- _WHAT IS EXPECTED_:
When responding, copy every record below exactly as it appears.

- _PROVIDED MATERIAL_:

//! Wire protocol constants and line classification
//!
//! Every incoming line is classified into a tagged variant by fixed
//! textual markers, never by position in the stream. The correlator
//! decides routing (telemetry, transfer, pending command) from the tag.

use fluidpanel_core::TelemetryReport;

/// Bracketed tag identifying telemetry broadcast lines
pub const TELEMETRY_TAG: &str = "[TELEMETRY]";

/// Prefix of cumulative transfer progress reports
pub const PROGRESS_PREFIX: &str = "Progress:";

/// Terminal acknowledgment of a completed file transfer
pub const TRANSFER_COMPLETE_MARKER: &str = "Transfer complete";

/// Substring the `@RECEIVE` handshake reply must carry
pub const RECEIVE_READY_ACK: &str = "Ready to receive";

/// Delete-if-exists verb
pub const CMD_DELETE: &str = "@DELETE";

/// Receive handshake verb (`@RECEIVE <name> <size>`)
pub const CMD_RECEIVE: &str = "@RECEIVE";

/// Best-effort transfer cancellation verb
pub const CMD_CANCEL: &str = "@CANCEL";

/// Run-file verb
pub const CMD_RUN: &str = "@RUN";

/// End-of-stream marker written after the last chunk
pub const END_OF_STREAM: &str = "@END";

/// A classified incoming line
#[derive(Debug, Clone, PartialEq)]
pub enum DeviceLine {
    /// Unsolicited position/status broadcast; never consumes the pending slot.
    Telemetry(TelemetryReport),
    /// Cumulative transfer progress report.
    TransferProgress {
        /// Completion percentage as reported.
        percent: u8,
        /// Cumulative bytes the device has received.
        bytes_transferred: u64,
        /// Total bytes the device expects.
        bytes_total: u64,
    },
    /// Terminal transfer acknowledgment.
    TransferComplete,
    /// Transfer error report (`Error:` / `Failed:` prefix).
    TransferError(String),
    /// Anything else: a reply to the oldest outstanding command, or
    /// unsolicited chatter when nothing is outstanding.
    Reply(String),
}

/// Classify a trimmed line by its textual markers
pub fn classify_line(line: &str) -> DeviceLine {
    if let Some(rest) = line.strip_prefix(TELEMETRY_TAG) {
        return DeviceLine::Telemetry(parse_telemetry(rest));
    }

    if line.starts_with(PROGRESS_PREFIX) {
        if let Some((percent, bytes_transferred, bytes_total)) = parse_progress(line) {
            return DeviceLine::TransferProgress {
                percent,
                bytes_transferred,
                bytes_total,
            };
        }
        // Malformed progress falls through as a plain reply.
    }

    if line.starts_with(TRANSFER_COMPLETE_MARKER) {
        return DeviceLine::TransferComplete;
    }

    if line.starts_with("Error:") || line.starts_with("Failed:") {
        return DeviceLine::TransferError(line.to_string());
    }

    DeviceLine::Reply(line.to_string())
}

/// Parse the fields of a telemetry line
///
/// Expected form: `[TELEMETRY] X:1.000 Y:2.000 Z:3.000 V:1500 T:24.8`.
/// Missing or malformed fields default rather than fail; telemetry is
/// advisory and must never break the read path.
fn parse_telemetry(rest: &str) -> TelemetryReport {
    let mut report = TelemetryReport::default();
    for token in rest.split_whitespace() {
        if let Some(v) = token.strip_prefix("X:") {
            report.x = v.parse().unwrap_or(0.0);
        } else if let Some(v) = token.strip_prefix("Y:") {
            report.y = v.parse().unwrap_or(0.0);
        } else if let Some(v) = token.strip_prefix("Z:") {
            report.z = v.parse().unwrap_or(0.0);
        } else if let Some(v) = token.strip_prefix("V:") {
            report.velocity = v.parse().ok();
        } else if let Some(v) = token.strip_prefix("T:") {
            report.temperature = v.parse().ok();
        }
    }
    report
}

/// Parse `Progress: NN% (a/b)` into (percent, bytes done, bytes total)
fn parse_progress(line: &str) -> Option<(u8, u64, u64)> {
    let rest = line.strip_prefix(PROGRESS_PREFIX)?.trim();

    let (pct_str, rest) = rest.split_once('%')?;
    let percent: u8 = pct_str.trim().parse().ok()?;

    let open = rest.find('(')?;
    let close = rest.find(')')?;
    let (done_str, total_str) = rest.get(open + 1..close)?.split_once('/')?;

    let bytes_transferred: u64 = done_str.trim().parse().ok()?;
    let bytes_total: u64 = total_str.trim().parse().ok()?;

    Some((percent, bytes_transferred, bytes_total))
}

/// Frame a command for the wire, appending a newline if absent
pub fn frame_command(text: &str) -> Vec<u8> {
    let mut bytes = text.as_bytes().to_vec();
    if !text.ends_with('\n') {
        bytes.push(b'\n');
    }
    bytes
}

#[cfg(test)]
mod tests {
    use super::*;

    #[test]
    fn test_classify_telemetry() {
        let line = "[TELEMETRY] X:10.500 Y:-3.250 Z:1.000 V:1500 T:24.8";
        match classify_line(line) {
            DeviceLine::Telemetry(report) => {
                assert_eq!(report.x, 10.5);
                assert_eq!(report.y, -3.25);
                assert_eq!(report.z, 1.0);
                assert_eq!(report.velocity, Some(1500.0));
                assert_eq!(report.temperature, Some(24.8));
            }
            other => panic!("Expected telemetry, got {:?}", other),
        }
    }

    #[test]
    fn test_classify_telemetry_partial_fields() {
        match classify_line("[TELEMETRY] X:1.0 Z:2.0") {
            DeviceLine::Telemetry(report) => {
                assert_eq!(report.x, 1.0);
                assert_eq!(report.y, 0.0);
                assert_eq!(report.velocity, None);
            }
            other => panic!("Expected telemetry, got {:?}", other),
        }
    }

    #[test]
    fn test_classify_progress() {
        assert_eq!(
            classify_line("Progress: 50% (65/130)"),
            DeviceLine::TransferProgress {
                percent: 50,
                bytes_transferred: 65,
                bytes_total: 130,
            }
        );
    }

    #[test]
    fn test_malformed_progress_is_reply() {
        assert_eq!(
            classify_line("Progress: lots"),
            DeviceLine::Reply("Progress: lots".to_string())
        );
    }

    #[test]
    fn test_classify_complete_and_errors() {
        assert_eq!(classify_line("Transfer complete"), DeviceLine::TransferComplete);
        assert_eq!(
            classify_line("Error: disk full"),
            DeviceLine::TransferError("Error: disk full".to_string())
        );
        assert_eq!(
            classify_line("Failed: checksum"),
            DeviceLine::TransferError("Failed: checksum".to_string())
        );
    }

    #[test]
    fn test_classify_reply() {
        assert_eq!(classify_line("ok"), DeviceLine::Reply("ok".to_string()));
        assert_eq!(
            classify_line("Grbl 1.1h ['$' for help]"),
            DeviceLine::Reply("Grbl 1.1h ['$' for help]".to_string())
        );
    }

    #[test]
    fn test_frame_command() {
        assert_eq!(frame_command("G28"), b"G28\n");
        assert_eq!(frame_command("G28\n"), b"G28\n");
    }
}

- _PROBLEM SOLUTION_:
//! Wire protocol constants and line classification
//!
//! Every incoming line is classified into a tagged variant by fixed
//! textual markers, never by position in the stream. The correlator
//! decides routing (telemetry, transfer, pending command) from the tag.

use fluidpanel_core::TelemetryReport;

/// Bracketed tag identifying telemetry broadcast lines
pub const TELEMETRY_TAG: &str = "[TELEMETRY]";

/// Prefix of cumulative transfer progress reports
pub const PROGRESS_PREFIX: &str = "Progress:";

/// Terminal acknowledgment of a completed file transfer
pub const TRANSFER_COMPLETE_MARKER: &str = "Transfer complete";

/// Substring the `@RECEIVE` handshake reply must carry
pub const RECEIVE_READY_ACK: &str = "Ready to receive";

/// Delete-if-exists verb
pub const CMD_DELETE: &str = "@DELETE";

/// Receive handshake verb (`@RECEIVE <name> <size>`)
pub const CMD_RECEIVE: &str = "@RECEIVE";

/// Best-effort transfer cancellation verb
pub const CMD_CANCEL: &str = "@CANCEL";

/// Run-file verb
pub const CMD_RUN: &str = "@RUN";

/// End-of-stream marker written after the last chunk
pub const END_OF_STREAM: &str = "@END";

/// A classified incoming line
#[derive(Debug, Clone, PartialEq)]
pub enum DeviceLine {
    /// Unsolicited position/status broadcast; never consumes the pending slot.
    Telemetry(TelemetryReport),
    /// Cumulative transfer progress report.
    TransferProgress {
        /// Completion percentage as reported.
        percent: u8,
        /// Cumulative bytes the device has received.
        bytes_transferred: u64,
        /// Total bytes the device expects.
        bytes_total: u64,
    },
    /// Terminal transfer acknowledgment.
    TransferComplete,
    /// Transfer error report (`Error:` / `Failed:` prefix).
    TransferError(String),
    /// Anything else: a reply to the oldest outstanding command, or
    /// unsolicited chatter when nothing is outstanding.
    Reply(String),
}

/// Classify a trimmed line by its textual markers
pub fn classify_line(line: &str) -> DeviceLine {
    if let Some(rest) = line.strip_prefix(TELEMETRY_TAG) {
        return DeviceLine::Telemetry(parse_telemetry(rest));
    }

    if line.starts_with(PROGRESS_PREFIX) {
        if let Some((percent, bytes_transferred, bytes_total)) = parse_progress(line) {
            return DeviceLine::TransferProgress {
                percent,
                bytes_transferred,
                bytes_total,
            };
        }
        // Malformed progress falls through as a plain reply.
    }

    if line.starts_with(TRANSFER_COMPLETE_MARKER) {
        return DeviceLine::TransferComplete;
    }

    if line.starts_with("Error:") || line.starts_with("Failed:") {
        return DeviceLine::TransferError(line.to_string());
    }

    DeviceLine::Reply(line.to_string())
}

/// Parse the fields of a telemetry line
///
/// Expected form: `[TELEMETRY] X:1.000 Y:2.000 Z:3.000 V:1500 T:24.8`.
/// Missing or malformed fields default rather than fail; telemetry is
/// advisory and must never break the read path.
fn parse_telemetry(rest: &str) -> TelemetryReport {
    let mut report = TelemetryReport::default();
    for token in rest.split_whitespace() {
        if let Some(v) = token.strip_prefix("X:") {
            report.x = v.parse().unwrap_or(0.0);
        } else if let Some(v) = token.strip_prefix("Y:") {
            report.y = v.parse().unwrap_or(0.0);
        } else if let Some(v) = token.strip_prefix("Z:") {
            report.z = v.parse().unwrap_or(0.0);
        } else if let Some(v) = token.strip_prefix("V:") {
            report.velocity = v.parse().ok();
        } else if let Some(v) = token.strip_prefix("T:") {
            report.temperature = v.parse().ok();
        }
    }
    report
}

/// Parse `Progress: NN% (a/b)` into (percent, bytes done, bytes total)
fn parse_progress(line: &str) -> Option<(u8, u64, u64)> {
    let rest = line.strip_prefix(PROGRESS_PREFIX)?.trim();

    let (pct_str, rest) = rest.split_once('%')?;
    let percent: u8 = pct_str.trim().parse().ok()?;

    let open = rest.find('(')?;
    let close = rest.find(')')?;
    let (done_str, total_str) = rest.get(open + 1..close)?.split_once('/')?;

    let bytes_transferred: u64 = done_str.trim().parse().ok()?;
    let bytes_total: u64 = total_str.trim().parse().ok()?;

    Some((percent, bytes_transferred, bytes_total))
}

/// Frame a command for the wire, appending a newline if absent
pub fn frame_command(text: &str) -> Vec<u8> {
    let mut bytes = text.as_bytes().to_vec();
    if !text.ends_with('\n') {
        bytes.push(b'\n');
    }
    bytes
}

#[cfg(test)]
mod tests {
    use super::*;

    #[test]
    fn test_classify_telemetry() {
        let line = "[TELEMETRY] X:10.500 Y:-3.250 Z:1.000 V:1500 T:24.8";
        match classify_line(line) {
            DeviceLine::Telemetry(report) => {
                assert_eq!(report.x, 10.5);
                assert_eq!(report.y, -3.25);
                assert_eq!(report.z, 1.0);
                assert_eq!(report.velocity, Some(1500.0));
                assert_eq!(report.temperature, Some(24.8));
            }
            other => panic!("Expected telemetry, got {:?}", other),
        }
    }

    #[test]
    fn test_classify_telemetry_partial_fields() {
        match classify_line("[TELEMETRY] X:1.0 Z:2.0") {
            DeviceLine::Telemetry(report) => {
                assert_eq!(report.x, 1.0);
                assert_eq!(report.y, 0.0);
                assert_eq!(report.velocity, None);
            }
            other => panic!("Expected telemetry, got {:?}", other),
        }
    }

    #[test]
    fn test_classify_progress() {
        assert_eq!(
            classify_line("Progress: 50% (65/130)"),
            DeviceLine::TransferProgress {
                percent: 50,
                bytes_transferred: 65,
                bytes_total: 130,
            }
        );
    }

    #[test]
    fn test_malformed_progress_is_reply() {
        assert_eq!(
            classify_line("Progress: lots"),
            DeviceLine::Reply("Progress: lots".to_string())
        );
    }

    #[test]
    fn test_classify_complete_and_errors() {
        assert_eq!(classify_line("Transfer complete"), DeviceLine::TransferComplete);
        assert_eq!(
            classify_line("Error: disk full"),
            DeviceLine::TransferError("Error: disk full".to_string())
        );
        assert_eq!(
            classify_line("Failed: checksum"),
            DeviceLine::TransferError("Failed: checksum".to_string())
        );
    }

    #[test]
    fn test_classify_reply() {
        assert_eq!(classify_line("ok"), DeviceLine::Reply("ok".to_string()));
        assert_eq!(
            classify_line("Grbl 1.1h ['$' for help]"),
            DeviceLine::Reply("Grbl 1.1h ['$' for help]".to_string())
        );
    }

    #[test]
    fn test_frame_command() {
        assert_eq!(frame_command("G28"), b"G28\n");
        assert_eq!(frame_command("G28\n"), b"G28\n");
    }
}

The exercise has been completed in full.